══ Records for the task ══

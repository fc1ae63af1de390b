//! Command entry points wired from `main`.

use std::collections::BTreeMap;
use std::fmt::Write as _;
use std::io::{self, IsTerminal, Read};
use std::time::Duration;

use anyhow::{Context, Result};
use owo_colors::OwoColorize;

use crate::cli::{AppContext, ListArgs, LoginArgs, LogoutArgs, RunArgs};
use crate::core::remote_run::{RemoteRun, RunOptions};
use crate::infra::cancel::CancelToken;
use crate::infra::config::load_config;
use crate::infra::creds::{CredentialStore, StoredCredential};
use crate::remote::api::{BuildConfiguration, ServerFacade};
use crate::remote::client::RpcClient;

/// Packages local changes and drives the personal build to a verdict.
pub fn run(args: RunArgs, cancel: CancelToken, ctx: &AppContext) -> Result<()> {
    let config = load_config()?;
    let default_timeout = config.timeout();
    let default_poll_interval = config.poll_interval();

    let server = args
        .server
        .or(config.server)
        .context("No server configured. Pass --server or set `server` in preflight.toml")?;
    let (user, password) = resolve_credentials(&server, args.user, args.password)?;

    let base = std::env::current_dir().context("Cannot determine working directory")?;
    let mut opts = RunOptions::new(args.message, base);
    opts.configurations = args.configurations;
    opts.project = args.project;
    opts.force_compatibility_check = args.force_compat_check;
    opts.check_for_changes_early = args.check_early;
    opts.force_clean_checkout = args.clean;
    opts.commit_on_success = args.commit;
    opts.no_wait = args.no_wait;
    opts.timeout = args.timeout.map_or(default_timeout, Duration::from_secs);
    opts.poll_interval = args
        .poll_interval
        .map_or(default_poll_interval, Duration::from_secs);
    opts.keep_patch = args.keep_patch;
    opts.mapping_file = args.mapping_file;
    opts.paths = args.paths;

    // Piped path specifications, consulted only when no positional paths
    // were given.
    let stdin = if opts.paths.is_empty() && !io::stdin().is_terminal() {
        let mut buffer = String::new();
        io::stdin()
            .read_to_string(&mut buffer)
            .context("Failed to read path specifications from stdin")?;
        Some(buffer)
    } else {
        None
    };

    let client = RpcClient::connect(&server, &user, &password)?;
    let runner = RemoteRun::new(&client, &user, cancel);
    let outcome = runner.execute(&opts, stdin.as_deref(), ctx)?;

    if !ctx.quiet {
        let verdict = if outcome.waited {
            format!("personal build for change {} succeeded", outcome.change_list)
        } else {
            format!(
                "scheduled change {} on {} configuration(s)",
                outcome.change_list,
                outcome.scheduled.len()
            )
        };
        if ctx.no_color {
            println!("{verdict}");
        } else {
            println!("{}", verdict.green());
        }
        if let Some(kept) = &outcome.retained_patch {
            println!("patch kept at {}", kept.display());
        }
    }
    Ok(())
}

/// Prints the build configurations the server offers, grouped by project.
pub fn list(args: ListArgs, ctx: &AppContext) -> Result<()> {
    let config = load_config()?;
    let server = args
        .server
        .or(config.server)
        .context("No server configured. Pass --server or set `server` in preflight.toml")?;
    let (user, password) = resolve_credentials(&server, args.user, args.password)?;

    let client = RpcClient::connect(&server, &user, &password)?;
    let configurations = client.list_configurations()?;
    let listing = render_configuration_listing(&configurations, args.project.as_deref());
    if listing.is_empty() {
        if !ctx.quiet {
            println!("no matching configurations");
        }
        return Ok(());
    }
    print!("{listing}");
    Ok(())
}

fn render_configuration_listing(
    configurations: &[BuildConfiguration],
    project: Option<&str>,
) -> String {
    let mut by_project: BTreeMap<&str, Vec<&BuildConfiguration>> = BTreeMap::new();
    for cfg in configurations {
        if let Some(wanted) = project
            && cfg.project_id != wanted
            && cfg.project_external_id != wanted
        {
            continue;
        }
        by_project
            .entry(cfg.project_external_id.as_str())
            .or_default()
            .push(cfg);
    }

    let mut out = String::new();
    for (project, mut configs) in by_project {
        configs.sort_by(|a, b| a.external_id.cmp(&b.external_id));
        let _ = writeln!(out, "{project}");
        for cfg in configs {
            let _ = writeln!(out, "  {}  [{}]", cfg.external_id, cfg.internal_id);
        }
    }
    out
}

pub fn login(args: LoginArgs, ctx: &AppContext) -> Result<()> {
    let store = CredentialStore::open_default();
    store.store(StoredCredential {
        server: args.server.clone(),
        user: args.user,
        password: args.password,
    })?;
    if !ctx.quiet {
        println!("Stored credentials for {}", args.server);
    }
    Ok(())
}

pub fn logout(args: LogoutArgs, ctx: &AppContext) -> Result<()> {
    let store = CredentialStore::open_default();
    let removed = store.remove(&args.server)?;
    if !ctx.quiet {
        if removed {
            println!("Removed credentials for {}", args.server);
        } else {
            println!("No stored credentials for {}", args.server);
        }
    }
    Ok(())
}

fn resolve_credentials(
    server: &str,
    user: Option<String>,
    password: Option<String>,
) -> Result<(String, String)> {
    if let (Some(user), Some(password)) = (user.clone(), password.clone()) {
        return Ok((user, password));
    }

    let stored = CredentialStore::open_default().find(server)?;
    match stored {
        Some(credential) => Ok((
            user.unwrap_or(credential.user),
            password.unwrap_or(credential.password),
        )),
        None => anyhow::bail!(
            "No credentials for {server}. Run `pfl login {server} --user <name> --password <pass>` \
             or pass --user and --password"
        ),
    }
}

═══

### Problem
Type out the entries once more, precisely.

### Response
repository fc1ae63af1de390b
//! Command entry points wired from `main`.

use std::collections::BTreeMap;
use std::fmt::Write as _;
use std::io::{self, IsTerminal, Read};
use std::time::Duration;

use anyhow::{Context, Result};
use owo_colors::OwoColorize;

use crate::cli::{AppContext, ListArgs, LoginArgs, LogoutArgs, RunArgs};
use crate::core::remote_run::{RemoteRun, RunOptions};
use crate::infra::cancel::CancelToken;
use crate::infra::config::load_config;
use crate::infra::creds::{CredentialStore, StoredCredential};
use crate::remote::api::{BuildConfiguration, ServerFacade};
use crate::remote::client::RpcClient;

/// Packages local changes and drives the personal build to a verdict.
pub fn run(args: RunArgs, cancel: CancelToken, ctx: &AppContext) -> Result<()> {
    let config = load_config()?;
    let default_timeout = config.timeout();
    let default_poll_interval = config.poll_interval();

    let server = args
        .server
        .or(config.server)
        .context("No server configured. Pass --server or set `server` in preflight.toml")?;
    let (user, password) = resolve_credentials(&server, args.user, args.password)?;

    let base = std::env::current_dir().context("Cannot determine working directory")?;
    let mut opts = RunOptions::new(args.message, base);
    opts.configurations = args.configurations;
    opts.project = args.project;
    opts.force_compatibility_check = args.force_compat_check;
    opts.check_for_changes_early = args.check_early;
    opts.force_clean_checkout = args.clean;
    opts.commit_on_success = args.commit;
    opts.no_wait = args.no_wait;
    opts.timeout = args.timeout.map_or(default_timeout, Duration::from_secs);
    opts.poll_interval = args
        .poll_interval
        .map_or(default_poll_interval, Duration::from_secs);
    opts.keep_patch = args.keep_patch;
    opts.mapping_file = args.mapping_file;
    opts.paths = args.paths;

    // Piped path specifications, consulted only when no positional paths
    // were given.
    let stdin = if opts.paths.is_empty() && !io::stdin().is_terminal() {
        let mut buffer = String::new();
        io::stdin()
            .read_to_string(&mut buffer)
            .context("Failed to read path specifications from stdin")?;
        Some(buffer)
    } else {
        None
    };

    let client = RpcClient::connect(&server, &user, &password)?;
    let runner = RemoteRun::new(&client, &user, cancel);
    let outcome = runner.execute(&opts, stdin.as_deref(), ctx)?;

    if !ctx.quiet {
        let verdict = if outcome.waited {
            format!("personal build for change {} succeeded", outcome.change_list)
        } else {
            format!(
                "scheduled change {} on {} configuration(s)",
                outcome.change_list,
                outcome.scheduled.len()
            )
        };
        if ctx.no_color {
            println!("{verdict}");
        } else {
            println!("{}", verdict.green());
        }
        if let Some(kept) = &outcome.retained_patch {
            println!("patch kept at {}", kept.display());
        }
    }
    Ok(())
}

/// Prints the build configurations the server offers, grouped by project.
pub fn list(args: ListArgs, ctx: &AppContext) -> Result<()> {
    let config = load_config()?;
    let server = args
        .server
        .or(config.server)
        .context("No server configured. Pass --server or set `server` in preflight.toml")?;
    let (user, password) = resolve_credentials(&server, args.user, args.password)?;

    let client = RpcClient::connect(&server, &user, &password)?;
    let configurations = client.list_configurations()?;
    let listing = render_configuration_listing(&configurations, args.project.as_deref());
    if listing.is_empty() {
        if !ctx.quiet {
            println!("no matching configurations");
        }
        return Ok(());
    }
    print!("{listing}");
    Ok(())
}

fn render_configuration_listing(
    configurations: &[BuildConfiguration],
    project: Option<&str>,
) -> String {
    let mut by_project: BTreeMap<&str, Vec<&BuildConfiguration>> = BTreeMap::new();
    for cfg in configurations {
        if let Some(wanted) = project
            && cfg.project_id != wanted
            && cfg.project_external_id != wanted
        {
            continue;
        }
        by_project
            .entry(cfg.project_external_id.as_str())
            .or_default()
            .push(cfg);
    }

    let mut out = String::new();
    for (project, mut configs) in by_project {
        configs.sort_by(|a, b| a.external_id.cmp(&b.external_id));
        let _ = writeln!(out, "{project}");
        for cfg in configs {
            let _ = writeln!(out, "  {}  [{}]", cfg.external_id, cfg.internal_id);
        }
    }
    out
}

pub fn login(args: LoginArgs, ctx: &AppContext) -> Result<()> {
    let store = CredentialStore::open_default();
    store.store(StoredCredential {
        server: args.server.clone(),
        user: args.user,
        password: args.password,
    })?;
    if !ctx.quiet {
        println!("Stored credentials for {}", args.server);
    }
    Ok(())
}

pub fn logout(args: LogoutArgs, ctx: &AppContext) -> Result<()> {
    let store = CredentialStore::open_default();
    let removed = store.remove(&args.server)?;
    if !ctx.quiet {
        if removed {
            println!("Removed credentials for {}", args.server);
        } else {
            println!("No stored credentials for {}", args.server);
        }
    }
    Ok(())
}

fn resolve_credentials(
    server: &str,
    user: Option<String>,
    password: Option<String>,
) -> Result<(String, String)> {
    if let (Some(user), Some(password)) = (user.clone(), password.clone()) {
        return Ok((user, password));
    }

    let stored = CredentialStore::open_default().find(server)?;
    match stored {
        Some(credential) => Ok((
            user.unwrap_or(credential.user),
            password.unwrap_or(credential.password),
        )),
        None => anyhow::bail!(
            "No credentials for {server}. Run `pfl login {server} --user <name> --password <pass>` \
             or pass --user and --password"
        ),
    }
}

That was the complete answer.